The Royal Navy's longest-serving frigate has returned home after spending months helping to protect merchant vessels in the Gulf.

HMS Argyll has returned to the UK after almost six months of operations in the Gulf.

The Royal Navy frigate marked her return to Plymouth with an 11-gun salute from her ceremonial cannon as she passed beneath the Royal Citadel.

During her time on deployment, HMS Argyll saw nearly six million tonnes of shipping safely through key sea lanes in the Middle East.

The ship is the longest-serving frigate in the fleet, with 29 years' service, and has been operating in Bahrain alongside her sister ship HMS Montrose.
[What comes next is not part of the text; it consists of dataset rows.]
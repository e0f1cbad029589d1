//! # Cachet Config
//!
//! Configuration management for Cachet.
//! Supports layered configuration from files, environment variables,
//! and runtime refresh.

mod app_config;
mod loader;

pub use app_config::*;
pub use loader::*;
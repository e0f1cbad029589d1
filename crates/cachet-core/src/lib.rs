//! # Cachet Core
//!
//! Core types, identities, and error definitions for Cachet.
//! This crate provides the foundational abstractions shared by the key
//! builder, the cache gateway and the HTTP boundary.

pub mod error;
pub mod id;
pub mod model;
pub mod result;
pub mod telemetry;
pub mod traits;

pub use error::*;
pub use id::*;
pub use model::*;
pub use result::*;
pub use traits::*;

// Re-export shaku for dependency injection
pub use shaku::Interface;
HMS Argyll had been largely focused on maritime security for merchant vessels in the region as part of the International Maritime Security Construct, ensuring the safe passage of ships into and out of the Gulf.

She has also taken part in exercises with the Saudi, Pakistani and Japanese navies.

Commander Andrew Ainsley, the vessel's Commanding Officer, thanked the crew for "a job well done".

"Today, after nearly 200 days away from Plymouth [HMS Argyll] returns home to our families at the end of global operations," he said. 

The ship arrived back in Plymouth on Wednesday morning.

"We return to some weather similar to how we left but a UK that's coming to terms with COVID, but for us, in our box upon the sea, we've been delivering global influence for a global Britain as part of the Royal Navy's permanent presence in the Gulf. 

"Today's an emotional day for all of us not just because we've finished operations, but we’ve come back to our loved ones, back here in Plymouth, and we'll disperse around the UK and spend some well deserved rest and reflection with them and the end of a job well done."

Cover image: HMS Argyll arrives in Plymouth (Picture: Royal Navy).